Set up Prometheus Alertmanager for production alerting. Write alerting rules based on symptoms, configure routing and receivers, understand grouping, inhibition, and silencing, and learn best practices to avoid alert fatigue.
Understand how alerting works in the Prometheus ecosystem. Prometheus evaluates alert rules, Alertmanager handles notification routing, deduplication, grouping, and silencing.
cat <<'EOF'
=== ALERTING ARCHITECTURE ===
Prometheus Alertmanager Receivers
+-----------+ +---------------+ +--------+
| Alert | fires | Route | | Slack |
| Rules | -------> | Group | ---> | Email |
| (PromQL) | | Deduplicate | | PagerD |
+-----------+ | Silence | | Webhook|
| Inhibit | +--------+
+---------------+
=== ALERT STATES ===
inactive -> Alert condition is false
pending -> Alert condition is true, waiting for "for" duration
firing -> Alert has been true for the full "for" duration -> sent to Alertmanager
EOFPrometheus and Alertmanager have separate responsibilities.
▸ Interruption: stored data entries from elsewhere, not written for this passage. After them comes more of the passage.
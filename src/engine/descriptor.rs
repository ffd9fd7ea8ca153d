use serde::Serialize;

use crate::engine::error::EngineError;

// ============================================================================
// User-facing error descriptors — a fixed, closed set
// ============================================================================

pub const NO_CONTENT_TITLE: &str = "No elements found";

/// Human-readable classification of a failure, shown in place of a report.
///
/// The wording here, including the "encounterd" misspelling in the generic
/// descriptor, is frozen user-facing copy. Changing it is a product decision,
/// not a code fix.
#[derive(Debug, Clone, PartialEq, Serialize)]
pub struct ErrorDescriptor {
    pub title: String,
    pub message: String,
    pub action: String,
}

impl ErrorDescriptor {
    fn new(title: &str, message: &str, action: &str) -> Self {
        Self {
            title: title.to_string(),
            message: message.to_string(),
            action: action.to_string(),
        }
    }

    /// Narration below the minimum length: the model found nothing usable.
    pub fn no_content() -> Self {
        Self::new(
            NO_CONTENT_TITLE,
            "We couldn't identify any clear web elements or text in this image.",
            "Try a clearer screenshot or point the camera directly at the screen.",
        )
    }

    /// Any failure during model invocation or downstream processing.
    pub fn analysis_failure() -> Self {
        Self::new(
            "Analysis encounterd an issue",
            "Our engine hit a temporary snag while processing this view.",
            "Please try capturing the screen again.",
        )
    }

    /// Upload rejected: not a PNG, JPG, or WEBP.
    pub fn unsupported_format() -> Self {
        Self::new(
            "Format not supported",
            "We only support PNG, JPG, and WEBP images at this time.",
            "Please convert your file and try again.",
        )
    }

    /// Upload rejected: above the 4 MiB limit.
    pub fn oversized_file() -> Self {
        Self::new(
            "File exceeds size limit",
            "This image is larger than 4MB, which is the maximum allowed for a fast audit.",
            "Please try a smaller file or compress your image.",
        )
    }

    /// Capture device refused permission.
    pub fn camera_access() -> Self {
        Self::new(
            "Camera access needed",
            "We can't start the live scan without permission to use your webcam.",
            "Please enable camera access in your browser settings and try again.",
        )
    }

    pub fn is_no_content(&self) -> bool {
        self.title == NO_CONTENT_TITLE
    }
}

/// Map an engine error to its user-facing descriptor.
///
/// Upload and camera failures get dedicated descriptors. Every other cause
/// (credentials, transport, provider status, malformed body) collapses into
/// the generic one; the distinction survives only in the trace log.
pub fn descriptor_for(error: &EngineError) -> ErrorDescriptor {
    match error {
        EngineError::UnsupportedFormat { .. } => ErrorDescriptor::unsupported_format(),
        EngineError::FileTooLarge { .. } => ErrorDescriptor::oversized_file(),
        EngineError::CameraAccess(_) => ErrorDescriptor::camera_access(),
        _ => ErrorDescriptor::analysis_failure(),
    }
}
use crate::engine::descriptor::ErrorDescriptor;
use crate::report::report_model::AccessibilityReport;

// ============================================================================
// Console renderer — formatted terminal output
// ============================================================================

/// Format an accessibility report for terminal output.
///
/// Produces output like:
/// ```text
/// === Accessibility Report ===
///
/// Narration script:
///   "A login form with two fields and a submit button."
///
/// Alt text suggestions:
///   - logo: site logo
///
/// Priority issue:
///   Low contrast
///   WCAG: 1.4.3
///   Fix: Increase foreground/background ratio
/// ```
pub fn format_report(report: &AccessibilityReport) -> String {
    let mut out = String::new();

    out.push_str("=== Accessibility Report ===\n\n");

    out.push_str("Narration script:\n");
    out.push_str(&format!("  \"{}\"\n", report.narration));

    if !report.alt_text.is_empty() {
        out.push_str("\nAlt text suggestions:\n");
        for entry in &report.alt_text {
            out.push_str(&format!("  - {}\n", entry));
        }
    }

    out.push_str("\nPriority issue:\n");
    out.push_str(&format!("  {}\n", report.priority_issue.issue));
    out.push_str(&format!("  WCAG: {}\n", report.priority_issue.wcag));
    out.push_str(&format!("  Fix: {}\n", report.priority_issue.fix));

    if let Some(command) = &report.command {
        out.push_str("\nAdjustment command:\n");
        out.push_str(&format!("  {}\n", command));
    }

    out
}

/// Format an error descriptor the way the report pane presents it: title,
/// message, then the suggested action.
pub fn format_error(error: &ErrorDescriptor) -> String {
    format!(
        "=== {} ===\n\n{}\n\nAction: {}\n",
        error.title, error.message, error.action
    )
}
use accessipilot::engine::descriptor::ErrorDescriptor;
use accessipilot::report::parser::parse_report;
use accessipilot::state::analysis::{AnalysisPhase, AnalysisState};

use crate::common::{FULL_RESPONSE, sample_frame};

mod common;

// =========================================================================
// 1. Initial state
// =========================================================================

#[test]
fn fresh_state_is_idle() {
    let state = AnalysisState::new();

    assert_eq!(state.phase(), AnalysisPhase::Idle);
    assert!(!state.is_analyzing);
    assert!(state.report.is_none());
    assert!(state.error.is_none());
    assert!(state.image_data.is_none());
}

// =========================================================================
// 2. begin
// =========================================================================

#[test]
fn begin_raises_the_flag_and_clears_outcomes() {
    let mut state = AnalysisState::new();
    state.fail(ErrorDescriptor::analysis_failure());

    let frame = sample_frame();
    state.begin(frame.clone());

    assert_eq!(state.phase(), AnalysisPhase::Analyzing);
    assert!(state.is_analyzing);
    assert!(state.report.is_none());
    assert!(state.error.is_none());
    assert_eq!(state.image_data, Some(frame));
}

// =========================================================================
// 3. Terminal transitions clear the flag
// =========================================================================

#[test]
fn complete_clears_the_flag_and_sets_the_report() {
    let mut state = AnalysisState::new();
    state.begin(sample_frame());
    state.complete(parse_report(FULL_RESPONSE));

    assert_eq!(state.phase(), AnalysisPhase::Success);
    assert!(!state.is_analyzing);
    assert!(state.report.is_some());
    assert!(state.error.is_none());
}

#[test]
fn fail_clears_the_flag_and_sets_the_error() {
    let mut state = AnalysisState::new();
    state.begin(sample_frame());
    state.fail(ErrorDescriptor::analysis_failure());

    assert_eq!(state.phase(), AnalysisPhase::Failure);
    assert!(!state.is_analyzing);
    assert!(state.report.is_none());
    assert!(state.error.is_some());
}

#[test]
fn no_content_failure_has_its_own_phase() {
    let mut state = AnalysisState::new();
    state.begin(sample_frame());
    state.fail(ErrorDescriptor::no_content());

    assert_eq!(state.phase(), AnalysisPhase::NoContent);
}

// =========================================================================
// 4. Pre-flight rejection
// =========================================================================

#[test]
fn reject_never_raises_the_flag() {
    let mut state = AnalysisState::new();
    state.reject(ErrorDescriptor::oversized_file());

    assert!(!state.is_analyzing);
    assert_eq!(state.phase(), AnalysisPhase::Failure);
    assert!(state.error.is_some());
}

#[test]
fn reject_clears_a_prior_report() {
    let mut state = AnalysisState::new();
    state.complete(parse_report(FULL_RESPONSE));
    state.reject(ErrorDescriptor::unsupported_format());

    assert!(state.report.is_none());
    assert!(state.error.is_some());
}

// =========================================================================
// 5. clear_error
// =========================================================================

#[test]
fn clear_error_returns_to_idle() {
    let mut state = AnalysisState::new();
    state.fail(ErrorDescriptor::analysis_failure());
    state.clear_error();

    assert_eq!(state.phase(), AnalysisPhase::Idle);
    assert!(state.error.is_none());
}

// =========================================================================
// 6. Re-entry from terminal states
// =========================================================================

#[test]
fn a_new_capture_reenters_analyzing_from_any_terminal_state() {
    let mut state = AnalysisState::new();

    state.fail(ErrorDescriptor::no_content());
    state.begin(sample_frame());
    assert_eq!(state.phase(), AnalysisPhase::Analyzing);

    state.complete(parse_report(FULL_RESPONSE));
    state.begin(sample_frame());
    assert_eq!(state.phase(), AnalysisPhase::Analyzing);
    assert!(state.report.is_none());
}

// =========================================================================
// 7. At most one outcome
// =========================================================================

#[test]
fn report_and_error_are_never_both_set() {
    let mut state = AnalysisState::new();

    state.complete(parse_report(FULL_RESPONSE));
    state.fail(ErrorDescriptor::analysis_failure());
    assert!(state.report.is_none() || state.error.is_none());

    state.complete(parse_report(FULL_RESPONSE));
    assert!(state.error.is_none());
    assert!(state.report.is_some());
}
Prometheus evaluates PromQL conditions and decides when to fire alerts. Alertmanager decides who to notify, how to group related alerts, when to suppress duplicates, and when to silence known issues. This separation means you can restart Alertmanager without losing alert state in Prometheus, and vice versa.
You see the architecture diagram showing the flow from Prometheus alerting rules through Alertmanager to receivers, plus the three alert states.